Wispy se réveille en sursaut. Seul. Il n’y a plus d’eau et les coraux sont morts. Il lui faut quelques instants pour comprendre : la marée est basse. Dans ce décor lugubre, le feu-follet a un sentiment de malaise. Il ne sait combien de temps il a dormi. Que lui est-il arrivé pendant son sommeil ? Il a conservé tous ses souvenirs, le heaume magique n’ayant même pas l’ombre d’un début de rouille. Mais ses souvenirs sont-ils vraiment les siens ? Qui dit que ce n’est pas ceux d’un autre feu-follet ? Il les aurait adoptés ne supportant pas l’idée d’être sans mémoire, sans identité. Ou bien quelqu’un les aurait mis là pour se jouer de lui. Tout le monde a-t-il ce genre de doutes au réveil ? Soudain, Wipsy réalise que dormir diffère peu de ses morts quotidiennes. Cette idée le rassérène un peu.

Wispy erre à nouveau sans but. L’impression de revenir à la case départ lui laisse un goût amer. Soudain, il aperçoit le chef. Le feu-follet se précipite à sa rencontre, mais son ancien compagnon lui dit :

– Veux-tu t’engager pour affronter les ténèbres ? Nous sommes en train de vaincre ! Les ténèbres reculent.

– Vous ne me reconnaissez pas ? Je suis Wispy.

– Ah non, petit être de feu. L’armée n’a pas engagé de feux-follets depuis feu mon grand-père.

– Votre grand-père !

Alors Wispy remarque enfin les légères différences. Ce n’est effectivement pas le chef qui est en face de lui, mais son petit-fils. Il a donc dormi pendant deux générations ! Le monde vacille autour de Wispy. Le peu qu’il a connu et construit a été balayé par le temps.
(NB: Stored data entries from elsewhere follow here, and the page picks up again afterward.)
//! Expense processing: logging, approval queues, deletion

use crate::reconciliation::recompute;
use crate::traits::*;
use crate::types::*;

/// Expense manager for logging and resolving trip expenses
pub struct ExpenseManager<S: TripStorage> {
    pub(crate) storage: S,
    validator: Box<dyn ExpenseValidator>,
}

impl<S: TripStorage> ExpenseManager<S> {
    /// Create a new expense manager
    pub fn new(storage: S) -> Self {
        Self {
            storage,
            validator: Box::new(DefaultExpenseValidator),
        }
    }

    /// Create a new expense manager with a custom validator
    pub fn with_validator(storage: S, validator: Box<dyn ExpenseValidator>) -> Self {
        Self { storage, validator }
    }

    async fn get_trip_required(&self, code: &str) -> TripResult<Trip> {
        self.storage
            .get_trip(code)
            .await?
            .ok_or_else(|| TripError::TripNotFound(code.to_string()))
    }

    /// A member-paid expense must name a current member; split ids are not
    /// checked here because the engine tolerates stale ones.
    fn validate_against_trip(&self, trip: &Trip, expense: &NewExpense) -> TripResult<()> {
        self.validator.validate_expense(expense)?;
        if let Some(payer_id) = expense.payer.member_id() {
            if trip.member(payer_id).is_none() {
                return Err(TripError::MemberNotFound(payer_id.to_string()));
            }
        }
        Ok(())
    }

    /// Log an expense directly (admin path)
    pub async fn add_expense(&mut self, code: &str, input: NewExpense) -> TripResult<Expense> {
        let mut trip = self.get_trip_required(code).await?;
        self.validate_against_trip(&trip, &input)?;

        let expense = Expense::new(input);
        trip.expenses.push(expense.clone());
        recompute(&mut trip);
        self.storage.update_trip(&trip).await?;

        Ok(expense)
    }

    /// File an expense request; the cost is not allocated until approval
    pub async fn request_expense(
        &mut self,
        code: &str,
        requested_by: Option<String>,
        input: NewExpense,
    ) -> TripResult<ExpenseRequest> {
        let mut trip = self.get_trip_required(code).await?;
        self.validator.validate_expense(&input)?;

        let request = ExpenseRequest::new(requested_by, input);
        trip.expense_requests.push(request.clone());
        self.storage.update_trip(&trip).await?;

        Ok(request)
    }

    /// Resolve an expense request. Approval promotes it to a logged expense
    /// and recomputes; rejection just consumes it.
    pub async fn approve_expense(
        &mut self,
        code: &str,
        request_id: &str,
        action: RequestAction,
    ) -> TripResult<Option<Expense>> {
        let mut trip = self.get_trip_required(code).await?;
        let index = trip
            .expense_requests
            .iter()
            .position(|r| r.id == request_id)
            .ok_or_else(|| TripError::RequestNotFound(request_id.to_string()))?;

        let expense = match action {
            RequestAction::Approve => {
                let input = trip.expense_requests[index].expense.clone();
                // The payer may have left since the request was filed; keep
                // the request pending so the admin can reject it instead.
                self.validate_against_trip(&trip, &input)?;
                trip.expense_requests.remove(index);
                let expense = Expense::new(input);
                trip.expenses.push(expense.clone());
                recompute(&mut trip);
                Some(expense)
            }
            RequestAction::Reject => {
                trip.expense_requests.remove(index);
                None
            }
        };

        self.storage.update_trip(&trip).await?;
        Ok(expense)
    }

    /// Delete a logged expense (admin path)
    pub async fn delete_expense(
        &mut self,
        code: &str,
        pin: &str,
        expense_id: &str,
    ) -> TripResult<()> {
        let mut trip = self.get_trip_required(code).await?;
        trip.verify_pin(pin)?;
        if trip.expense(expense_id).is_none() {
            return Err(TripError::ExpenseNotFound(expense_id.to_string()));
        }

        trip.expenses.retain(|e| e.id != expense_id);
        recompute(&mut trip);
        self.storage.update_trip(&trip).await
    }
}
L’angoisse enserre le feu-follet dans ses griffes. Mais cette étreinte est dissipée par un constat terrible. Le feu-follet n’est pas affecté à l’idée de ne jamais revoir le chef et ses camarades. Ces amitiés étaient aux prix d’un lourd mensonge qui occupaient chaque heure de leur vie.
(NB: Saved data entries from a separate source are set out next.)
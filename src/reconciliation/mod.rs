//! Balance reconciliation engine
//!
//! The engine is a single pure transformation over a [`Trip`] snapshot: it
//! replaces every member's derived fields (expected contribution, remaining
//! contribution, personal credit, expense share, balance) from the raw ledger
//! facts. It performs no I/O, retains no state between calls, and is
//! idempotent: recomputing an already-recomputed snapshot changes nothing.
//!
//! Callers mutate one ledger fact (add a member, log an expense, record a
//! contribution), invoke [`recompute`], and persist the result. The engine
//! never errors; it degrades by clamping out-of-range numbers to zero.

use bigdecimal::{BigDecimal, RoundingMode};

use crate::types::{ExpenseSplit, Payer, Trip};
use crate::utils::ids;

/// Recompute every member's derived fields in place.
///
/// Three passes: initialization (reset derived accumulators and distribute
/// the budget), expense allocation (rebuild `personal` and `expense_share`
/// from the expense list), finalization (remaining contribution, net
/// personal credit, rounded balance). Fields frozen by a `custom_*` flag are
/// left untouched.
pub fn recompute(trip: &mut Trip) {
    initialize_members(trip);
    allocate_expenses(trip);
    finalize_balances(trip);
}

/// Each member's even share of the budget, zero for an empty trip.
/// A negative budget is treated as zero.
pub fn expected_share(trip: &Trip) -> BigDecimal {
    let zero = BigDecimal::from(0);
    if trip.members.is_empty() {
        return zero;
    }
    let budget = if trip.budget < zero {
        zero
    } else {
        trip.budget.clone()
    };
    budget / BigDecimal::from(trip.members.len() as u64)
}

/// Round to two decimal places, half away from zero, to match currency
/// display at the cent boundary
pub fn round2(amount: &BigDecimal) -> BigDecimal {
    amount.with_scale_round(2, RoundingMode::HalfUp)
}

/// Pass 1: assign missing ids, distribute the budget into
/// `expected_contribution`, reset the accumulators rebuilt by pass 2, and
/// clamp negative paid-in figures
fn initialize_members(trip: &mut Trip) {
    let share = expected_share(trip);
    let zero = BigDecimal::from(0);
    for member in &mut trip.members {
        // Ids normally come from the identity collaborator before the engine
        // runs; the fallback is not collision-proof under high concurrency.
        if member.id.is_empty() {
            member.id = ids::fallback_id();
        }
        if !member.custom_expected {
            member.expected_contribution = share.clone();
        }
        if !member.custom_personal {
            member.personal = zero.clone();
        }
        if member.actual_contribution < zero {
            member.actual_contribution = zero.clone();
        }
        if member.reimbursed < zero {
            member.reimbursed = zero.clone();
        }
        member.expense_share = zero.clone();
    }
}

/// Pass 2: walk the expense list in order and rebuild each member's
/// `personal` (money fronted from pocket) and `expense_share` (owed portion
/// of split costs). Allocation is additive, so list order does not change
/// the sums, but iteration stays deterministic for testability.
fn allocate_expenses(trip: &mut Trip) {
    let zero = BigDecimal::from(0);
    let expenses = trip.expenses.clone();
    for expense in &expenses {
        if expense.amount <= zero {
            continue;
        }

        // A member who fronted the money is owed it back via `personal`,
        // unless they froze that field.
        if let Payer::Member(payer_id) = &expense.payer {
            if let Some(payer) = trip.member_mut(payer_id) {
                if !payer.custom_personal {
                    payer.personal += &expense.amount;
                }
            }
        }

        let share_set: Vec<String> = match &expense.split {
            ExpenseSplit::Among(ids) => ids.clone(),
            ExpenseSplit::AllMembers => trip.members.iter().map(|m| m.id.clone()).collect(),
            ExpenseSplit::PayerOnly => expense
                .payer
                .member_id()
                .map(|id| vec![id.to_string()])
                .unwrap_or_default(),
        };

        // An empty share set charges no one; the amount is absorbed without
        // allocation (accepted behavior, not silently repaired).
        if share_set.is_empty() {
            continue;
        }

        let per_head = &expense.amount / BigDecimal::from(share_set.len() as u64);
        for member_id in &share_set {
            // Ids that match no current member (e.g. a deleted member still
            // named in a split) are skipped.
            if let Some(member) = trip.member_mut(member_id) {
                member.expense_share += &per_head;
            }
        }
    }
}

/// Pass 3: derive `remaining_contribution`, clamp the residual personal
/// credit at zero, and set the rounded net balance unless frozen
fn finalize_balances(trip: &mut Trip) {
    let zero = BigDecimal::from(0);
    for member in &mut trip.members {
        member.remaining_contribution =
            if member.expected_contribution > member.actual_contribution {
                &member.expected_contribution - &member.actual_contribution
            } else {
                zero.clone()
            };

        // Over-reimbursement clamps to zero rather than producing a negative
        // credit.
        let net_personal = if member.personal > member.reimbursed {
            &member.personal - &member.reimbursed
        } else {
            zero.clone()
        };

        if !member.custom_balance {
            let raw = &member.actual_contribution + &net_personal - &member.expense_share;
            member.balance = round2(&raw);
        }
    }
}

#[cfg(test)]
mod tests {
    use super::*;
    use crate::types::{Expense, ExpenseCategory, Member, NewExpense};
    use chrono::NaiveDate;

    fn member(id: &str, name: &str) -> Member {
        let mut m = Member::new(name.to_string());
        m.id = id.to_string();
        m
    }

    fn trip_with(budget: i64, members: Vec<Member>) -> Trip {
        let mut trip = Trip::new(
            "Test trip".to_string(),
            BigDecimal::from(budget),
            members.len() as u32,
            NaiveDate::from_ymd_opt(2025, 6, 1).unwrap(),
            "1234".to_string(),
            "unused".to_string(),
        );
        trip.members = members;
        trip
    }

    fn expense(title: &str, amount: i64, payer: Payer, split: Option<Vec<&str>>) -> Expense {
        Expense::new(NewExpense {
            title: title.to_string(),
            amount: BigDecimal::from(amount),
            category: ExpenseCategory::Other,
            payer,
            split_between: split.map(|ids| ids.into_iter().map(str::to_string).collect()),
            description: None,
        })
    }

    #[test]
    fn test_round2_half_away_from_zero() {
        assert_eq!(
            round2(&"2.005".parse().unwrap()),
            "2.01".parse::<BigDecimal>().unwrap()
        );
        assert_eq!(
            round2(&"-2.005".parse().unwrap()),
            "-2.01".parse::<BigDecimal>().unwrap()
        );
        assert_eq!(
            round2(&"2.004".parse().unwrap()),
            "2.00".parse::<BigDecimal>().unwrap()
        );
    }

    #[test]
    fn test_expected_share_empty_trip() {
        let trip = trip_with(30000, vec![]);
        assert_eq!(expected_share(&trip), BigDecimal::from(0));
    }

    #[test]
    fn test_expected_share_negative_budget_clamped() {
        let mut trip = trip_with(0, vec![member("a", "A"), member("b", "B")]);
        trip.budget = BigDecimal::from(-500);
        assert_eq!(expected_share(&trip), BigDecimal::from(0));
    }

    #[test]
    fn test_budget_distributed_evenly() {
        let mut trip = trip_with(30000, vec![member("a", "A"), member("b", "B"), member("c", "C")]);
        recompute(&mut trip);
        for m in &trip.members {
            assert_eq!(m.expected_contribution, BigDecimal::from(10000));
            assert_eq!(m.remaining_contribution, BigDecimal::from(10000));
        }
    }

    #[test]
    fn test_custom_expected_frozen() {
        let mut trip = trip_with(30000, vec![member("a", "A"), member("b", "B")]);
        trip.members[0].custom_expected = true;
        trip.members[0].expected_contribution = BigDecimal::from(20000);
        recompute(&mut trip);
        assert_eq!(trip.members[0].expected_contribution, BigDecimal::from(20000));
        assert_eq!(trip.members[1].expected_contribution, BigDecimal::from(15000));
    }

    #[test]
    fn test_pool_expense_splits_across_all_members() {
        let mut trip = trip_with(3000, vec![member("a", "A"), member("b", "B"), member("c", "C")]);
        trip.expenses.push(expense("Fuel", 300, Payer::Pool, None));
        recompute(&mut trip);
        for m in &trip.members {
            assert_eq!(m.expense_share, BigDecimal::from(100));
            // Pool-paid: no one's personal bucket grows.
            assert_eq!(m.personal, BigDecimal::from(0));
        }
    }

    #[test]
    fn test_member_paid_expense_without_split_absorbed_by_payer() {
        let mut trip = trip_with(0, vec![member("a", "A"), member("b", "B")]);
        trip.expenses
            .push(expense("Dinner", 80, Payer::Member("a".to_string()), None));
        recompute(&mut trip);
        assert_eq!(trip.members[0].personal, BigDecimal::from(80));
        assert_eq!(trip.members[0].expense_share, BigDecimal::from(80));
        assert_eq!(trip.members[1].expense_share, BigDecimal::from(0));
        assert_eq!(trip.members[1].personal, BigDecimal::from(0));
    }

    #[test]
    fn test_explicit_split_charges_only_named_members() {
        let mut trip = trip_with(0, vec![member("a", "A"), member("b", "B"), member("c", "C")]);
        trip.expenses.push(expense(
            "Tickets",
            90,
            Payer::Member("a".to_string()),
            Some(vec!["a", "b"]),
        ));
        recompute(&mut trip);
        assert_eq!(trip.members[0].expense_share, BigDecimal::from(45));
        assert_eq!(trip.members[1].expense_share, BigDecimal::from(45));
        assert_eq!(trip.members[2].expense_share, BigDecimal::from(0));
        assert_eq!(trip.members[0].personal, BigDecimal::from(90));
    }

    #[test]
    fn test_empty_split_set_charges_no_one() {
        let mut trip = trip_with(0, vec![member("a", "A"), member("b", "B")]);
        trip.expenses
            .push(expense("Orphaned", 500, Payer::Pool, Some(vec![])));
        recompute(&mut trip);
        for m in &trip.members {
            assert_eq!(m.expense_share, BigDecimal::from(0));
            assert_eq!(m.balance, round2(&BigDecimal::from(0)));
        }
    }

    #[test]
    fn test_unknown_split_member_skipped() {
        let mut trip = trip_with(0, vec![member("a", "A")]);
        trip.expenses.push(expense(
            "Stale split",
            60,
            Payer::Pool,
            Some(vec!["a", "gone"]),
        ));
        recompute(&mut trip);
        assert_eq!(trip.members[0].expense_share, BigDecimal::from(30));
    }

    #[test]
    fn test_custom_personal_suppresses_accrual_but_not_share() {
        let mut trip = trip_with(0, vec![member("a", "A"), member("b", "B")]);
        trip.members[0].custom_personal = true;
        trip.members[0].personal = BigDecimal::from(250);
        trip.expenses.push(expense(
            "Dinner",
            100,
            Payer::Member("a".to_string()),
            Some(vec!["a", "b"]),
        ));
        recompute(&mut trip);
        // Frozen personal keeps its manual value, but the share still accrues.
        assert_eq!(trip.members[0].personal, BigDecimal::from(250));
        assert_eq!(trip.members[0].expense_share, BigDecimal::from(50));
        assert_eq!(trip.members[1].expense_share, BigDecimal::from(50));
    }

    #[test]
    fn test_custom_balance_left_bit_for_bit() {
        let mut trip = trip_with(6000, vec![member("a", "A"), member("b", "B")]);
        trip.members[0].custom_balance = true;
        trip.members[0].balance = "123.456".parse().unwrap();
        trip.expenses.push(expense("Fuel", 90, Payer::Pool, None));
        recompute(&mut trip);
        assert_eq!(
            trip.members[0].balance,
            "123.456".parse::<BigDecimal>().unwrap()
        );
        // The unfrozen member still gets a recomputed balance.
        assert_eq!(trip.members[1].balance, round2(&BigDecimal::from(-45)));
    }

    #[test]
    fn test_over_reimbursement_clamps_net_personal() {
        let mut trip = trip_with(0, vec![member("a", "A")]);
        trip.expenses
            .push(expense("Dinner", 100, Payer::Member("a".to_string()), None));
        trip.members[0].reimbursed = BigDecimal::from(150);
        recompute(&mut trip);
        // balance = 0 paid-in + max(100 - 150, 0) - 100 share
        assert_eq!(trip.members[0].balance, round2(&BigDecimal::from(-100)));
    }

    #[test]
    fn test_negative_paid_in_clamped_to_zero() {
        let mut trip = trip_with(1000, vec![member("a", "A")]);
        trip.members[0].actual_contribution = BigDecimal::from(-50);
        trip.members[0].reimbursed = BigDecimal::from(-10);
        recompute(&mut trip);
        assert_eq!(trip.members[0].actual_contribution, BigDecimal::from(0));
        assert_eq!(trip.members[0].reimbursed, BigDecimal::from(0));
    }

    #[test]
    fn test_missing_member_id_synthesized() {
        let mut trip = trip_with(100, vec![member("", "Anon")]);
        recompute(&mut trip);
        assert!(!trip.members[0].id.is_empty());
    }

    #[test]
    fn test_recompute_is_idempotent() {
        let mut trip = trip_with(
            30000,
            vec![member("a", "A"), member("b", "B"), member("c", "C")],
        );
        trip.members[0].actual_contribution = BigDecimal::from(5000);
        trip.members[1].actual_contribution = BigDecimal::from(3000);
        trip.expenses
            .push(expense("Hotel", 1200, Payer::Member("a".to_string()), Some(vec!["a", "b", "c"])));
        trip.expenses.push(expense("Fuel", 450, Payer::Pool, None));

        recompute(&mut trip);
        let once = trip.clone();
        recompute(&mut trip);
        assert_eq!(trip, once);
    }

    #[test]
    fn test_sum_of_expected_contributions_equals_budget() {
        let mut trip = trip_with(
            1000,
            vec![member("a", "A"), member("b", "B"), member("c", "C")],
        );
        recompute(&mut trip);
        let total: BigDecimal = trip
            .members
            .iter()
            .map(|m| m.expected_contribution.clone())
            .sum();
        let diff = (total - BigDecimal::from(1000)).abs();
        // Tolerance: 0.01 per member.
        assert!(diff <= "0.03".parse::<BigDecimal>().unwrap());
    }

    #[test]
    fn test_split_shares_sum_to_expense_amount() {
        let mut trip = trip_with(
            0,
            vec![
                member("a", "A"),
                member("b", "B"),
                member("c", "C"),
                member("d", "D"),
                member("e", "E"),
                member("f", "F"),
                member("g", "G"),
            ],
        );
        trip.expenses.push(expense("Boat", 1000, Payer::Pool, None));
        recompute(&mut trip);
        let total: BigDecimal = trip.members.iter().map(|m| m.expense_share.clone()).sum();
        let diff = (total - BigDecimal::from(1000)).abs();
        assert!(diff <= "0.07".parse::<BigDecimal>().unwrap());
    }
}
Wispy observe le petit-fils. Depuis combien de générations cette famille consacre sa force vive à affronter une illusion ? Non. Vraiment. Wipsy n’a rien perdu à dormir plusieurs décennies. Mais cette idée ne le revigore pas. Au contraire, l’angoisse se mue en une humeur maussade qui n’a rien du romantisme de la mélancolie, mais tout du désespoir apathique.

Sans trop savoir quoi faire, Wispy se rend sur la tombe du chef et reste là un long moment.